FBI Found To Be Harvesting Surreptitious Recordings Around Two Other California Courthouses

from the bugging-in-bulk dept

Earlier this year, the FBI was catching heat for some undersupervised and overly-broad surveillance it deployed around the San Mateo courthouse in California. Hoping to catch conversations related to suspected bid-rigging during real estate auctions, the FBI scattered hidden microphones around the courthouse steps where the auctions took place.

The defendants’ legal representation raised hell, claiming the surreptitious recordings violated their clients’ rights. After all, the Supreme Court had declared in 1967 that closing a phone booth door was not dissimilar to holding a conversation in hushed tones, bringing a limited expectation of privacy to public places.

The FBI couldn’t have felt all that confident about its secret recordings as it vowed not to enter any of the conversations it captured into evidence. That wasn’t enough for the judge, however, who said he still needed to determine whether other evidence had been tainted by this questionable surveillance.

Not only was there a question about the legality under the Fourth Amendment, but there were unanswered questions about how many completely irrelevant conversations the FBI’s bugs might have picked up — like privileged discussions between lawyers and clients, both of whom are often at courthouses simultaneously.

Apparently, the FBI thought it was going to get away with this, most likely by declaring anything that happens in public to be completely stripped of privacy expectations. The surreptitious recordings in San Mateo didn’t go nearly as smoothly as planned and now evidence has been produced showing the FBI targeted more than one courthouse during its bid-rigging investigation. (via Nate Cardozo)

At the Rene C. Davidson Courthouse in Oakland, the FBI planted hidden microphones inside light fixtures on the courthouse’s exterior steps to capture the conversations of people attending the foreclosure auctions. Cameras and microphones were installed in parked Alameda County vehicles next to the courthouse. The FBI even hid a microphone in the AC Transit bus stop on Fallon Street, and dropped a bugged backpack next to a statue inside the courthouse, according to a letter sent by US Justice Department attorney Kate Patchen to Marr’s attorneys on March 15. The surveillance was ongoing from March 2010 to January 2011.

And:

In Martinez, the FBI planted microphones in bushes, at a bus stop, on a pole, and inside parked and roving vehicles near the auction site.

Three courthouses. At least a dozen microphones. Hundreds of hours of recordings. And for what?

Tough to say. Multiple prosecutions of suspected bid-riggers are ongoing, but the investigative groundwork is failing to pass inspection. Once again, prosecutors are promising not to use the questionable recordings in court, but they’re far less likely to drop any evidence springing from those captured conversations.

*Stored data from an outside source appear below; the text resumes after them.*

//! Validated construction of [`Molecule`].

use crate::error::{MoleculeError, MoleculeResult};
use crate::molecule::{Bond, Identifiers, MAX_BOND_ORDER, MIN_SEPARATION, Molecule, electron_count};
use elem_core::{ensure_all_finite, ensure_finite};
use elem_data::{conversion_factor_f64, periodic_table};
use nalgebra::Vector3;
use std::collections::HashSet;

/// Collects raw molecule fields; [`MoleculeBuilder::build`] validates them.
///
/// Geometry is given in bohr unless [`MoleculeBuilder::geometry_units`] says
/// otherwise. Symbols may be any identifier the periodic table accepts, so
/// `"D"` yields a hydrogen atom carrying the deuterium mass.
///
/// With the `serde` feature this is also the wire shape of a [`Molecule`]:
/// flat geometry, connectivity as `[i, j, order]` triples.
#[derive(Debug, Clone, Default, PartialEq)]
#[cfg_attr(
    feature = "serde",
    derive(serde::Serialize, serde::Deserialize),
    serde(default)
)]
pub struct MoleculeBuilder {
    name: Option<String>,
    symbols: Vec<String>,
    geometry: Vec<f64>,
    #[cfg_attr(feature = "serde", serde(skip_serializing_if = "Option::is_none"))]
    geometry_units: Option<String>,
    #[cfg_attr(feature = "serde", serde(skip_serializing_if = "Option::is_none"))]
    masses: Option<Vec<f64>>,
    #[cfg_attr(feature = "serde", serde(skip_serializing_if = "Option::is_none"))]
    real: Option<Vec<bool>>,
    molecular_charge: f64,
    #[cfg_attr(feature = "serde", serde(skip_serializing_if = "Option::is_none"))]
    molecular_multiplicity: Option<u32>,
    connectivity: Vec<Bond>,
    identifiers: Identifiers,
    fix_com: bool,
    fix_orientation: bool,
}

impl MoleculeBuilder {
    pub fn new() -> Self {
        Self::default()
    }

    /// Defaults to the Hill formula.
    pub fn name(mut self, name: impl Into<String>) -> Self {
        self.name = Some(name.into());
        self
    }

    pub fn symbols<I, S>(mut self, symbols: I) -> Self
    where
        I: IntoIterator<Item = S>,
        S: Into<String>,
    {
        self.symbols = symbols.into_iter().map(Into::into).collect();
        self
    }

    /// One row per atom.
    pub fn geometry(mut self, rows: impl IntoIterator<Item = Vector3<f64>>) -> Self {
        self.geometry = rows
            .into_iter()
            .flat_map(|r| [r.x, r.y, r.z])
            .collect();
        self
    }

    /// `[x0, y0, z0, x1, ...]`
    pub fn geometry_flat(mut self, values: impl Into<Vec<f64>>) -> Self {
        self.geometry = values.into();
        self
    }

    /// Any length unit of the unit table; converted to bohr on build.
    pub fn geometry_units(mut self, units: impl Into<String>) -> Self {
        self.geometry_units = Some(units.into());
        self
    }

    /// Atomic masses [u]; defaults come from the periodic table.
    pub fn masses(mut self, masses: impl Into<Vec<f64>>) -> Self {
        self.masses = Some(masses.into());
        self
    }

    /// `false` marks a ghost atom.
    pub fn real(mut self, real: impl Into<Vec<bool>>) -> Self {
        self.real = Some(real.into());
        self
    }

    pub fn molecular_charge(mut self, charge: f64) -> Self {
        self.molecular_charge = charge;
        self
    }

    /// Defaults to 1 for an even electron count and 2 for an odd one.
    pub fn molecular_multiplicity(mut self, multiplicity: u32) -> Self {
        self.molecular_multiplicity = Some(multiplicity);
        self
    }

    pub fn connectivity(mut self, bonds: impl Into<Vec<Bond>>) -> Self {
        self.connectivity = bonds.into();
        self
    }

    pub fn identifiers(mut self, identifiers: Identifiers) -> Self {
        self.identifiers = identifiers;
        self
    }

    pub fn fix_com(mut self, fix: bool) -> Self {
        self.fix_com = fix;
        self
    }

    pub fn fix_orientation(mut self, fix: bool) -> Self {
        self.fix_orientation = fix;
        self
    }

    /// Validate every field and produce the molecule.
    ///
    /// # Errors
    ///
    /// Returns the first problem found: unknown symbols, malformed or
    /// non-finite geometry, length mismatches, non-positive masses, atoms
    /// closer than 0.1 bohr, bad connectivity, or a multiplicity that cannot
    /// match the electron count.
    pub fn build(self) -> MoleculeResult<Molecule> {
        if self.symbols.is_empty() {
            return Err(MoleculeError::Empty);
        }
        let natoms = self.symbols.len();
        let pt = periodic_table();

        let mut symbols = Vec::with_capacity(natoms);
        let mut atomic_numbers = Vec::with_capacity(natoms);
        let mut default_masses = Vec::with_capacity(natoms);
        for label in &self.symbols {
            let element = pt.to_element(label)?;
            symbols.push(element.symbol());
            atomic_numbers.push(element.atomic_number());
            default_masses.push(pt.to_mass(label)?);
        }

        let geometry = self.rows(natoms)?;

        let masses = match self.masses {
            Some(masses) => {
                check_len("masses", natoms, masses.len())?;
                if let Some((index, &mass)) = masses
                    .iter()
                    .enumerate()
                    .find(|(_, m)| !(m.is_finite() && **m > 0.0))
                {
                    return Err(MoleculeError::InvalidMass { index, mass });
                }
                masses
            }
            None => default_masses,
        };

        let real = match self.real {
            Some(real) => {
                check_len("real", natoms, real.len())?;
                real
            }
            None => vec![true; natoms],
        };

        let charge = ensure_finite(self.molecular_charge, "molecular_charge")?;
        validate_connectivity(&self.connectivity, natoms)?;
        check_separation(&geometry)?;

        let nelectrons = electron_count(&atomic_numbers, &real, charge);
        if nelectrons < 0.0 {
            return Err(MoleculeError::NegativeElectrons { charge, nelectrons });
        }
        let multiplicity = resolve_multiplicity(self.molecular_multiplicity, nelectrons)?;

        let mut molecule = Molecule {
            name: String::new(),
            symbols,
            atomic_numbers,
            geometry,
            masses,
            real,
            molecular_charge: charge,
            molecular_multiplicity: multiplicity,
            connectivity: self.connectivity,
            identifiers: self.identifiers,
            fix_com: self.fix_com,
            fix_orientation: self.fix_orientation,
        };
        molecule.name = match self.name {
            Some(name) => name,
            None => molecule.molecular_formula(),
        };

        tracing::debug!(
            name = %molecule.name,
            natoms,
            multiplicity,
            "molecule built"
        );
        Ok(molecule)
    }

    /// Flat geometry as bohr rows.
    fn rows(&self, natoms: usize) -> MoleculeResult<Vec<Vector3<f64>>> {
        let len = self.geometry.len();
        if len % 3 != 0 {
            return Err(MoleculeError::RaggedGeometry { len });
        }
        check_len("geometry rows", natoms, len / 3)?;
        ensure_all_finite(&self.geometry, "geometry")?;

        let scale = match self.geometry_units.as_deref() {
            Some(units) => conversion_factor_f64(units, "bohr")?,
            None => 1.0,
        };
        Ok(self
            .geometry
            .chunks_exact(3)
            .map(|c| Vector3::new(c[0], c[1], c[2]) * scale)
            .collect())
    }
}

impl TryFrom<MoleculeBuilder> for Molecule {
    type Error = MoleculeError;

    fn try_from(builder: MoleculeBuilder) -> Result<Self, Self::Error> {
        builder.build()
    }
}

impl From<Molecule> for MoleculeBuilder {
    fn from(molecule: Molecule) -> Self {
        Self {
            geometry: molecule.geometry_flat(),
            name: Some(molecule.name),
            symbols: molecule.symbols.iter().map(|s| s.to_string()).collect(),
            geometry_units: None,
            masses: Some(molecule.masses),
            real: Some(molecule.real),
            molecular_charge: molecule.molecular_charge,
            molecular_multiplicity: Some(molecule.molecular_multiplicity),
            connectivity: molecule.connectivity,
            identifiers: molecule.identifiers,
            fix_com: molecule.fix_com,
            fix_orientation: molecule.fix_orientation,
        }
    }
}

fn check_len(what: &'static str, expected: usize, got: usize) -> MoleculeResult<()> {
    if expected == got {
        Ok(())
    } else {
        Err(MoleculeError::LengthMismatch {
            what,
            expected,
            got,
        })
    }
}

fn validate_connectivity(bonds: &[Bond], natoms: usize) -> MoleculeResult<()> {
    let mut seen = HashSet::new();
    for &(i, j, order) in bonds {
        if i >= natoms || j >= natoms {
            return Err(MoleculeError::BondOutOfRange { i, j, natoms });
        }
        if i == j {
            return Err(MoleculeError::SelfBond { i });
        }
        if !(order.is_finite() && (0.0..=MAX_BOND_ORDER).contains(&order)) {
            return Err(MoleculeError::InvalidBondOrder { i, j, order });
        }
        if !seen.insert((i.min(j), i.max(j))) {
            return Err(MoleculeError::DuplicateBond { i, j });
        }
    }
    Ok(())
}

fn check_separation(geometry: &[Vector3<f64>]) -> MoleculeResult<()> {
    for (i, a) in geometry.iter().enumerate() {
        for (j, b) in geometry.iter().enumerate().skip(i + 1) {
            let distance = (a - b).norm();
            if distance < MIN_SEPARATION {
                return Err(MoleculeError::CoincidentAtoms { i, j, distance });
            }
        }
    }
    Ok(())
}

/// Parity is only enforced for integral electron counts.
fn resolve_multiplicity(requested: Option<u32>, nelectrons: f64) -> MoleculeResult<u32> {
    let integral = nelectrons.fract() == 0.0;
    let even = integral && (nelectrons as i64) % 2 == 0;

    match requested {
        Some(0) => Err(MoleculeError::ZeroMultiplicity),
        Some(multiplicity) if integral => {
            let unpaired = f64::from(multiplicity - 1);
            let parity_ok = ((multiplicity - 1) % 2 == 0) == even;
            if parity_ok && unpaired <= nelectrons {
                Ok(multiplicity)
            } else {
                Err(MoleculeError::InconsistentMultiplicity {
                    multiplicity,
                    nelectrons,
                })
            }
        }
        Some(multiplicity) => Ok(multiplicity),
        None if integral && !even => Ok(2),
        None => Ok(1),
    }
}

In addition, defendants’ lawyers in the San Mateo County case are going so far as to claim the FBI committed felonies by recording conversations, as California is a two-party consent state. They might have to settle for some suppressed evidence though, as the state law has a fairly broad “public area” exception, which would cover courthouse steps and bus stops. But that interpretation of the state’s wiretap law exceptions may be subject to the government’s interpretation of public spaces from its 1967 Katz decision, which would grant hushed conversations in public an expectation of privacy.

The FBI — through its actions — is repeatedly demonstrating it cares little for the rules that govern its investigations and intelligence gathering. It only cares when it gets caught. This is its culture, something that traces back — with only minimal interruption — to its inception.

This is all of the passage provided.